(Collected data entries)
────────
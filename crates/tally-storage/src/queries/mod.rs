// SPDX-FileCopyrightText: 2026 Tally Contributors
// SPDX-License-Identifier: MIT OR Apache-2.0

//! Query modules for CRUD operations on ledger entities.

pub mod categories;
pub mod conversation;
pub mod expenses;
pub mod funds;
pub mod payment_methods;

use rusqlite::types::Type;

/// Wrap a column conversion failure so it surfaces as a rusqlite error.
pub(crate) fn conversion_error(
    idx: usize,
    err: impl std::error::Error + Send + Sync + 'static,
) -> rusqlite::Error {
    rusqlite::Error::FromSqlConversionFailure(idx, Type::Text, Box::new(err))
}

/// Map `QueryReturnedNoRows` to `None`.
pub(crate) fn optional<T>(result: rusqlite::Result<T>) -> rusqlite::Result<Option<T>> {
    match result {
        Ok(value) => Ok(Some(value)),
        Err(rusqlite::Error::QueryReturnedNoRows) => Ok(None),
        Err(e) => Err(e),
    }
}
// SPDX-FileCopyrightText: 2026 Tally Contributors
// SPDX-License-Identifier: MIT OR Apache-2.0

//! Update filtering and event extraction.
//!
//! Decides whether an incoming Telegram update should reach the dialogue
//! controller, based on chat type and the configured allow-list, then maps
//! it onto a channel-agnostic [`ChannelEvent`].

use tally_core::{ChannelEvent, ChatId, TallyError};
use teloxide::prelude::*;
use teloxide::types::{ChatKind, MaybeInaccessibleMessage, UpdateKind, User};
use tracing::{debug, warn};

use crate::media;

/// Checks whether a sender may use the bot.
///
/// An empty `allowed` list admits everyone. Otherwise an entry must match
/// the chat id, the user id, or the username (with or without `@`).
pub fn is_authorized(user: Option<&User>, chat_id: i64, allowed: &[String]) -> bool {
    if allowed.is_empty() {
        return true;
    }

    let chat_id_str = chat_id.to_string();
    let user_id_str = user.map(|u| u.id.0.to_string());
    let username = user.and_then(|u| u.username.as_deref());

    allowed.iter().any(|entry| {
        if *entry == chat_id_str || user_id_str.as_deref() == Some(entry.as_str()) {
            return true;
        }
        let clean = entry.strip_prefix('@').unwrap_or(entry);
        username.is_some_and(|name| name.eq_ignore_ascii_case(clean))
    })
}

/// Checks whether the message is from a private (DM) chat.
///
/// Group, supergroup, and channel messages return `false`.
pub fn is_dm(msg: &Message) -> bool {
    matches!(msg.chat.kind, ChatKind::Private(_))
}

/// Maps one webhook update onto zero or one events.
///
/// `bot` is needed only to download media; without it photos and voice
/// notes are dropped.
pub async fn normalize_update(
    bot: Option<&Bot>,
    update: Update,
    allowed: &[String],
) -> Result<Vec<ChannelEvent>, TallyError> {
    let event = match update.kind {
        UpdateKind::Message(msg) => {
            if !is_dm(&msg) {
                debug!(chat_id = msg.chat.id.0, "ignoring non-DM message");
                return Ok(Vec::new());
            }
            if !is_authorized(msg.from.as_ref(), msg.chat.id.0, allowed) {
                debug!(chat_id = msg.chat.id.0, "ignoring unauthorized user");
                return Ok(Vec::new());
            }
            message_event(bot, &msg).await?
        }
        UpdateKind::CallbackQuery(query) => {
            let chat_id = callback_chat_id(&query);
            if !is_authorized(Some(&query.from), chat_id, allowed) {
                debug!(chat_id, "ignoring unauthorized callback");
                return Ok(Vec::new());
            }
            callback_event(&query)
        }
        _ => {
            debug!(update_id = update.id.0, "ignoring unsupported update kind");
            None
        }
    };
    Ok(event.into_iter().collect())
}

/// Extracts text, photo, image document, or voice content from a message.
///
/// Returns `None` for unsupported message types (stickers, locations, etc.).
pub async fn message_event(
    bot: Option<&Bot>,
    msg: &Message,
) -> Result<Option<ChannelEvent>, TallyError> {
    let chat_id = ChatId::new(msg.chat.id.0.to_string());

    if let Some(text) = msg.text() {
        return Ok(Some(ChannelEvent::Text {
            chat_id,
            text: text.to_string(),
        }));
    }

    let has_media = msg.photo().is_some() || msg.document().is_some() || msg.voice().is_some();
    let Some(bot) = bot.filter(|_| has_media) else {
        if has_media {
            warn!(chat_id = %chat_id, "media received but Telegram is not configured to download it");
        } else {
            debug!(msg_id = msg.id.0, "ignoring unsupported message type");
        }
        return Ok(None);
    };

    let caption = msg.caption().map(str::to_string);

    if let Some(photos) = msg.photo() {
        let media = media::photo_payload(bot, photos).await?;
        return Ok(Some(ChannelEvent::Image {
            chat_id,
            media,
            caption,
        }));
    }

    if let Some(doc) = msg.document() {
        return Ok(media::image_document_payload(bot, doc)
            .await?
            .map(|media| ChannelEvent::Image {
                chat_id,
                media,
                caption,
            }));
    }

    if let Some(voice) = msg.voice() {
        let media = media::voice_payload(bot, voice).await?;
        return Ok(Some(ChannelEvent::Voice { chat_id, media }));
    }

    Ok(None)
}

/// Maps an inline keyboard tap onto a button event.
///
/// Callback queries without data (game buttons) are ignored.
pub fn callback_event(query: &CallbackQuery) -> Option<ChannelEvent> {
    let data = query.data.clone()?;
    Some(ChannelEvent::Button {
        chat_id: ChatId::new(callback_chat_id(query).to_string()),
        callback_id: Some(query.id.0.clone()),
        data,
    })
}

/// The chat the tapped keyboard lives in, falling back to the user's DM.
fn callback_chat_id(query: &CallbackQuery) -> i64 {
    match &query.message {
        Some(MaybeInaccessibleMessage::Regular(msg)) => msg.chat.id.0,
        Some(MaybeInaccessibleMessage::Inaccessible(msg)) => msg.chat.id.0,
        None => query.from.id.0 as i64,
    }
}
// SPDX-FileCopyrightText: 2026 Tally Contributors
// SPDX-License-Identifier: MIT OR Apache-2.0

//! Action handlers: validate slots, call the ledger, format the result.
//!
//! Each handler treats a ledger call as one logical unit; balance
//! bookkeeping and its atomicity belong to the store.

use std::sync::Arc;

use chrono::NaiveDate;
use tally_config::model::DialogueConfig;
use tally_core::{
    ActionTag, Category, DateRange, Intent, LedgerStore, NewCategory, NewExpense, NewPaymentMethod,
    PaymentKind, PaymentMethod, TallyError,
};
use tracing::info;

use crate::flow::PendingAction;
use crate::format::{self, money};
use crate::reply::{Document, Reply};
use crate::report::{self, Period, Summary};

/// Result of turning a free-text intent into something confirmable.
#[derive(Debug, Clone, PartialEq)]
pub enum Prepared {
    Ready(PendingAction),
    /// A required slot is missing or invalid; the text asks for it.
    Missing(String),
}

/// Runs actions against the ledger.
pub struct ActionExecutor {
    ledger: Arc<dyn LedgerStore>,
    settings: DialogueConfig,
}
────────
- **PROBLEM DESCRIPTION**: The whole of the data must be given again, exactly as shown.

- **RESPONSE AREA**:
filename crates/tally-storage/src/queries/mod.rs
// SPDX-FileCopyrightText: 2026 Tally Contributors
// SPDX-License-Identifier: MIT OR Apache-2.0

//! Query modules for CRUD operations on ledger entities.

pub mod categories;
pub mod conversation;
pub mod expenses;
pub mod funds;
pub mod payment_methods;

use rusqlite::types::Type;

/// Wrap a column conversion failure so it surfaces as a rusqlite error.
pub(crate) fn conversion_error(
    idx: usize,
    err: impl std::error::Error + Send + Sync + 'static,
) -> rusqlite::Error {
    rusqlite::Error::FromSqlConversionFailure(idx, Type::Text, Box::new(err))
}

/// Map `QueryReturnedNoRows` to `None`.
pub(crate) fn optional<T>(result: rusqlite::Result<T>) -> rusqlite::Result<Option<T>> {
    match result {
        Ok(value) => Ok(Some(value)),
        Err(rusqlite::Error::QueryReturnedNoRows) => Ok(None),
        Err(e) => Err(e),
    }
}
// SPDX-FileCopyrightText: 2026 Tally Contributors
// SPDX-License-Identifier: MIT OR Apache-2.0

//! Update filtering and event extraction.
//!
//! Decides whether an incoming Telegram update should reach the dialogue
//! controller, based on chat type and the configured allow-list, then maps
//! it onto a channel-agnostic [`ChannelEvent`].

use tally_core::{ChannelEvent, ChatId, TallyError};
use teloxide::prelude::*;
use teloxide::types::{ChatKind, MaybeInaccessibleMessage, UpdateKind, User};
use tracing::{debug, warn};

use crate::media;

/// Checks whether a sender may use the bot.
///
/// An empty `allowed` list admits everyone. Otherwise an entry must match
/// the chat id, the user id, or the username (with or without `@`).
pub fn is_authorized(user: Option<&User>, chat_id: i64, allowed: &[String]) -> bool {
    if allowed.is_empty() {
        return true;
    }

    let chat_id_str = chat_id.to_string();
    let user_id_str = user.map(|u| u.id.0.to_string());
    let username = user.and_then(|u| u.username.as_deref());

    allowed.iter().any(|entry| {
        if *entry == chat_id_str || user_id_str.as_deref() == Some(entry.as_str()) {
            return true;
        }
        let clean = entry.strip_prefix('@').unwrap_or(entry);
        username.is_some_and(|name| name.eq_ignore_ascii_case(clean))
    })
}

/// Checks whether the message is from a private (DM) chat.
///
/// Group, supergroup, and channel messages return `false`.
pub fn is_dm(msg: &Message) -> bool {
    matches!(msg.chat.kind, ChatKind::Private(_))
}

/// Maps one webhook update onto zero or one events.
///
/// `bot` is needed only to download media; without it photos and voice
/// notes are dropped.
pub async fn normalize_update(
    bot: Option<&Bot>,
    update: Update,
    allowed: &[String],
) -> Result<Vec<ChannelEvent>, TallyError> {
    let event = match update.kind {
        UpdateKind::Message(msg) => {
            if !is_dm(&msg) {
                debug!(chat_id = msg.chat.id.0, "ignoring non-DM message");
                return Ok(Vec::new());
            }
            if !is_authorized(msg.from.as_ref(), msg.chat.id.0, allowed) {
                debug!(chat_id = msg.chat.id.0, "ignoring unauthorized user");
                return Ok(Vec::new());
            }
            message_event(bot, &msg).await?
        }
        UpdateKind::CallbackQuery(query) => {
            let chat_id = callback_chat_id(&query);
            if !is_authorized(Some(&query.from), chat_id, allowed) {
                debug!(chat_id, "ignoring unauthorized callback");
                return Ok(Vec::new());
            }
            callback_event(&query)
        }
        _ => {
            debug!(update_id = update.id.0, "ignoring unsupported update kind");
            None
        }
    };
    Ok(event.into_iter().collect())
}

/// Extracts text, photo, image document, or voice content from a message.
///
/// Returns `None` for unsupported message types (stickers, locations, etc.).
pub async fn message_event(
    bot: Option<&Bot>,
    msg: &Message,
) -> Result<Option<ChannelEvent>, TallyError> {
    let chat_id = ChatId::new(msg.chat.id.0.to_string());

    if let Some(text) = msg.text() {
        return Ok(Some(ChannelEvent::Text {
            chat_id,
            text: text.to_string(),
        }));
    }

    let has_media = msg.photo().is_some() || msg.document().is_some() || msg.voice().is_some();
    let Some(bot) = bot.filter(|_| has_media) else {
        if has_media {
            warn!(chat_id = %chat_id, "media received but Telegram is not configured to download it");
        } else {
            debug!(msg_id = msg.id.0, "ignoring unsupported message type");
        }
        return Ok(None);
    };

    let caption = msg.caption().map(str::to_string);

    if let Some(photos) = msg.photo() {
        let media = media::photo_payload(bot, photos).await?;
        return Ok(Some(ChannelEvent::Image {
            chat_id,
            media,
            caption,
        }));
    }

    if let Some(doc) = msg.document() {
        return Ok(media::image_document_payload(bot, doc)
            .await?
            .map(|media| ChannelEvent::Image {
                chat_id,
                media,
                caption,
            }));
    }

    if let Some(voice) = msg.voice() {
        let media = media::voice_payload(bot, voice).await?;
        return Ok(Some(ChannelEvent::Voice { chat_id, media }));
    }

    Ok(None)
}

/// Maps an inline keyboard tap onto a button event.
///
/// Callback queries without data (game buttons) are ignored.
pub fn callback_event(query: &CallbackQuery) -> Option<ChannelEvent> {
    let data = query.data.clone()?;
    Some(ChannelEvent::Button {
        chat_id: ChatId::new(callback_chat_id(query).to_string()),
        callback_id: Some(query.id.0.clone()),
        data,
    })
}

/// The chat the tapped keyboard lives in, falling back to the user's DM.
fn callback_chat_id(query: &CallbackQuery) -> i64 {
    match &query.message {
        Some(MaybeInaccessibleMessage::Regular(msg)) => msg.chat.id.0,
        Some(MaybeInaccessibleMessage::Inaccessible(msg)) => msg.chat.id.0,
        None => query.from.id.0 as i64,
    }
}
// SPDX-FileCopyrightText: 2026 Tally Contributors
// SPDX-License-Identifier: MIT OR Apache-2.0

//! Action handlers: validate slots, call the ledger, format the result.
//!
//! Each handler treats a ledger call as one logical unit; balance
//! bookkeeping and its atomicity belong to the store.

use std::sync::Arc;

use chrono::NaiveDate;
use tally_config::model::DialogueConfig;
use tally_core::{
    ActionTag, Category, DateRange, Intent, LedgerStore, NewCategory, NewExpense, NewPaymentMethod,
    PaymentKind, PaymentMethod, TallyError,
};
use tracing::info;

use crate::flow::PendingAction;
use crate::format::{self, money};
use crate::reply::{Document, Reply};
use crate::report::{self, Period, Summary};

/// Result of turning a free-text intent into something confirmable.
#[derive(Debug, Clone, PartialEq)]
pub enum Prepared {
    Ready(PendingAction),
    /// A required slot is missing or invalid; the text asks for it.
    Missing(String),
}

/// Runs actions against the ledger.
pub struct ActionExecutor {
    ledger: Arc<dyn LedgerStore>,
    settings: DialogueConfig,
}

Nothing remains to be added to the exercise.